For the first task, I need to validate the number of rows that have valid strings (the function EsLineaValida will checck about the lenght and avoid some strings I’m not interested in, like * neither “Euros“. A have build this functions because maibe I would reuse it.

def EsLineaValida(linea):
 if len(linea) == 0: return False
 if "*" in linea: return False
 if "Euros" in linea:
  return False
 return True

I am only interested in 8 rows that are: the total of money bet, and the prizes for 15, 14, 13, 12, 11 and 10 matches hit. Only when this condition is met, I keep on extracting the data and, by now, I will save it on a text file. If the condition is not met, I will inform that I couldn’t get the data.
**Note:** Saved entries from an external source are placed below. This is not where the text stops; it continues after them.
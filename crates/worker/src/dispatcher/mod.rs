//! Admission control between the task queue and the session loop.
//!
//! An action only runs while a loop is listening. Otherwise the dispatcher
//! schedules a `start` task and puts the action back on its queue after
//! [`RetryPolicy::delay`], up to [`RetryPolicy::max_retries`] times. This is
//! the only place a task is retried: errors raised by the action itself
//! always go straight back to the caller.

use std::sync::Arc;
use std::time::Duration;

use chatq_protocol::OutboundEntity;
use chatq_runtime::{ConnectionSession, Error, LoopOptions, Result, SessionLoop};

use crate::action::{Action, ActionOutput, TaskEnvelope};

pub const DEFAULT_RETRY_DELAY: Duration = Duration::from_millis(500);
pub const DEFAULT_MAX_RETRIES: u32 = 3;

/// Delivers a task to its queue, now or after `countdown`.
pub trait Scheduler: Send + Sync {
	fn schedule(&self, task: TaskEnvelope, countdown: Duration) -> Result<()>;
}

/// Bounded backoff applied while the loop is not listening.
#[derive(Debug, Clone, Copy, PartialEq, Eq)]
pub struct RetryPolicy {
	pub delay: Duration,
	pub max_retries: u32,
}

impl Default for RetryPolicy {
	fn default() -> Self {
		Self {
			delay: DEFAULT_RETRY_DELAY,
			max_retries: DEFAULT_MAX_RETRIES,
		}
	}
}

/// Where admitted actions touch the session.
#[derive(Debug, Clone, Copy, Default, PartialEq, Eq)]
pub enum DispatchMode {
	/// Submit the action as a deferred callback and wait for the loop to run it.
	#[default]
	OnLoop,
	/// Call the session from the worker task that dequeued the action.
	Direct,
}

/// What happened to a task.
#[derive(Debug, Clone, PartialEq)]
pub enum TaskOutcome {
	Completed(ActionOutput),
	/// Loop not listening; the task was put back on its queue.
	Retried { attempt: u32, countdown: Duration },
}

pub struct Dispatcher {
	session_loop: Arc<SessionLoop>,
	scheduler: Arc<dyn Scheduler>,
	home_queue: String,
	retry: RetryPolicy,
	loop_options: LoopOptions,
	mode: DispatchMode,
}

impl Dispatcher {
	/// `home_queue` receives the `start` tasks scheduled on behalf of actions
	/// other than `connect`, which always starts the loop on its own queue.
	pub fn new(session_loop: Arc<SessionLoop>, scheduler: Arc<dyn Scheduler>, home_queue: impl Into<String>) -> Self {
		Self {
			session_loop,
			scheduler,
			home_queue: home_queue.into(),
			retry: RetryPolicy::default(),
			loop_options: LoopOptions::default(),
			mode: DispatchMode::default(),
		}
	}

	pub fn with_retry_policy(mut self, retry: RetryPolicy) -> Self {
		self.retry = retry;
		self
	}

	pub fn with_loop_options(mut self, options: LoopOptions) -> Self {
		self.loop_options = options;
		self
	}

	pub fn with_mode(mut self, mode: DispatchMode) -> Self {
		self.mode = mode;
		self
	}

	pub fn session_loop(&self) -> &Arc<SessionLoop> {
		&self.session_loop
	}

	/// Runs one task.
	///
	/// `start` occupies the calling task for the whole loop invocation.
	///
	/// # Errors
	///
	/// - [`Error::RetriesExhausted`] when the loop never came up in time
	/// - whatever the action or the loop invocation returned
	pub async fn execute(&self, task: TaskEnvelope) -> Result<TaskOutcome> {
		tracing::debug!(target: "chatq::dispatch", task = %task.id, action = task.action.name(), retries = task.retries, "executing");

		if !task.action.requires_listening() {
			return self.start().await.map(TaskOutcome::Completed);
		}
		if !self.session_loop.is_listening() {
			return self.defer(task);
		}

		match self.perform(task.action.clone()).await {
			Err(Error::NotListening) => self.defer(task),
			other => other.map(TaskOutcome::Completed),
		}
	}

	async fn start(&self) -> Result<ActionOutput> {
		if self.session_loop.is_listening() {
			return Ok(ActionOutput::AlreadyListening);
		}
		match self.session_loop.run(self.loop_options).await {
			Ok(exit) => Ok(ActionOutput::LoopFinished(exit)),
			Err(Error::AlreadyListening) => Ok(ActionOutput::AlreadyListening),
			Err(e) => Err(e),
		}
	}

	fn defer(&self, task: TaskEnvelope) -> Result<TaskOutcome> {
		let action = task.action.name();
		if task.retries >= self.retry.max_retries {
			tracing::warn!(target: "chatq::dispatch", task = %task.id, action, retries = task.retries, "session loop never started, giving up");
			return Err(Error::RetriesExhausted {
				action,
				attempts: task.retries,
			});
		}

		let start_queue = match task.action {
			Action::Connect => task.queue.clone(),
			_ => self.home_queue.clone(),
		};
		self.scheduler.schedule(TaskEnvelope::new(Action::Start, start_queue), Duration::ZERO)?;

		let retry = task.into_retry();
		let attempt = retry.retries;
		tracing::info!(target: "chatq::dispatch", task = %retry.id, action, attempt, "session loop not listening, retrying");
		self.scheduler.schedule(retry, self.retry.delay)?;

		Ok(TaskOutcome::Retried {
			attempt,
			countdown: self.retry.delay,
		})
	}

	async fn perform(&self, action: Action) -> Result<ActionOutput> {
		match self.mode {
			DispatchMode::OnLoop => self.session_loop.call(move |session| apply(session, action)).await,
			DispatchMode::Direct => apply(self.session_loop.session(), action),
		}
	}
}

fn apply(session: &ConnectionSession, action: Action) -> Result<ActionOutput> {
	match action {
		// only reached from inside a running loop
		Action::Start => Ok(ActionOutput::AlreadyListening),
		Action::Connect => session.connect().map(ActionOutput::Accepted),
		Action::Disconnect => session.disconnect().map(ActionOutput::Accepted),
		Action::SendMessage { number, content } => session
			.send_message(&number, &content)
			.map(|m| ActionOutput::Entity(OutboundEntity::Text(m))),
		Action::SendImage { number, path, caption } => session.send_image(&number, path, caption).map(ActionOutput::Id),
		Action::SendAudio { number, path } => session.send_audio(&number, path).map(ActionOutput::Id),
		Action::SendLocation {
			number,
			name,
			url,
			latitude,
			longitude,
		} => session
			.send_location(&number, &name, &url, latitude, longitude)
			.map(|m| ActionOutput::Entity(OutboundEntity::Location(m))),
		Action::SendVCard { number, name, data } => session
			.send_vcard(&number, &name, &data)
			.map(|m| ActionOutput::Entity(OutboundEntity::VCard(m))),
	}
}

#[cfg(test)]
mod tests;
I have defined a function in ordeer to save a list to a text file:

def saveList2File(file, lista):
 sfile = open(file,"w")
 for linea in lista:
  sfile.writelines(str(linea) + nl)

The main function is:

def Escrutinio(dataHTML, ficheroSalida, jorn):
    soup = bs(dataHTML) # BeautifulSoap para el código HTML
    tEscritunio = soup.findAll("table", { "class" : "fill-table m1015" }) # TABLA
    tr = []
   for mydiv in tEscritunio:
         rows = mydiv.findAll('tr')
         for row in rows:
            if EsLineaValida(row.text):
                tmp = row.text.strip().split(nl)[-1] # ULTIMA COLUMNA
                tmp = tmp.replace('.','') # Ajuste
                tr.append( tmp)

    if len(tr) == 8:
        saveList2File(ficheroSalida, tr)
        print "Escrutinio recuperada!"
        print "DATOS de Escrutinio NO son los esperados!" + nl, tr

Here you can see the code running:



Al Pythons’s code is available on GitHub. You can use it.

As you can see, I am very happy with Python because doing web scrapping is very easy with Python and BeautifilSoup. On future post, I will put more examples!

Have a nice day!